Equilibrium and structural studies on copper(II) complexes of tetra-, penta- and hexa-peptides containing histidyl residues at the C-termini

Abstract

The stoichiometry, stability constants and solution structure of the complexes formed in the reaction of copper(II) with oligopeptides containing histidyl residues at the C-termini (Gly₃His, Gly₄His and Gly₅His) have been determined by potentiometric, UV–VIS and EPR spectroscopic methods. The formation of the species [CuHL]²⁺, [CuL]⁺, [CuH₋₁L], [CuH₋₂L]^– and [CuH₋₃L]²⁻ was detected in all cases.
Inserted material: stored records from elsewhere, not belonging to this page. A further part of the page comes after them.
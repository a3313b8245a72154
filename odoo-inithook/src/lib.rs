// Odoo first-boot provisioning inithook
// Library entry point

pub mod addons;
pub mod application;
pub mod cli;
pub mod config_store;
pub mod credentials;
pub mod database;
pub mod error;
pub mod installation;
pub mod models;
pub mod orchestrator;
pub mod prompt;
pub mod settings;
pub mod utils;

#[cfg(test)]
mod testing;

use log::{error, info};
use uuid::Uuid;

use crate::addons::source::{GitSource, PipInstaller};
use crate::application::OdooControl;
use crate::cli::CliArgs;
use crate::database::connection::{PgAdmin, PgEndpoint};
use crate::error::ProvisionError;
use crate::models::report::RunReport;
use crate::orchestrator::{Provisioner, Services};
use crate::prompt::terminal::TerminalPrompter;
use crate::utils::logging::{init_console_logging, init_logging};

const PROMPT_BANNER: &str = "TurnKey Linux - First boot configuration";

/// Run one provisioning pass and return the process exit status.
pub async fn run(args: CliArgs) -> i32 {
    match provision(args).await {
        Ok(report) => report.exit_code(),
        Err(e) => {
            error!("[PHASE: orchestrator] [STEP: abort] {}", e);
            eprintln!("Error: {}", e);
            e.exit_code()
        }
    }
}

async fn provision(args: CliArgs) -> Result<RunReport, ProvisionError> {
    let settings_path = settings::resolve_settings_path(args.config.as_deref());
    let settings = settings::load(&settings_path).map_err(ProvisionError::Settings)?;

    let run_id = Uuid::new_v4().to_string();
    if let Err(e) = init_logging(&settings.paths.log_dir, &run_id) {
        eprintln!(
            "Warning: file logging unavailable ({}); logging to console only",
            e
        );
        if let Err(e) = init_console_logging() {
            eprintln!("Warning: console logging unavailable: {}", e);
        }
    }
    info!(
        "[PHASE: startup] [STEP: init] odoo-inithook {} run_id={} settings={:?}",
        env!("CARGO_PKG_VERSION"),
        run_id,
        settings_path
    );

    let mut prompter = TerminalPrompter::new(PROMPT_BANNER);
    let intent = Provisioner::collect(
        &settings.database.default_name,
        &mut prompter,
        &args.overrides(),
    )?;

    let database = PgAdmin::new(PgEndpoint::from_settings(
        &settings.database,
        &intent.password,
    ));
    let application = OdooControl::new(&settings.application);
    let source = GitSource::new(&settings.addons);
    let installer = PipInstaller::new(&settings.addons);

    let provisioner = Provisioner::new(
        &settings,
        Services {
            database: &database,
            application: &application,
            source: &source,
            installer: &installer,
        },
    );
    provisioner.execute(&intent).await
}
Binding modes of the species [CuL]⁺, [CuH₋₁L] and [CuH₋₂L]⁻ were characterized by the metal ion co-ordination of the terminal amino group, carbonyl oxygen or one or two deprotonated amide nitrogens in joined five-membered chelates from the N-termini, while the fourth co-ordination site of the metal ion was occupied by nitrogen donors of imidazole in the form of a macrochelate. The stability of the macrochelate was decreased upon increasing the length of the peptide molecule. For the penta- and hexa-peptides the species [CuH₋₃L]²⁻ was characterized as a 4N-complex with equatorial co-ordination of the terminal amino group and subsequent three deprotonated amide nitrogens, with unco-ordinated imidazolyl residues, while a 5N-species was suggested to form for Gly₃His with axial interaction of the imidazole-N donor atom. Copper(II) complexes of Gly₂His and pentaglycine were also investigated for reliable comparison.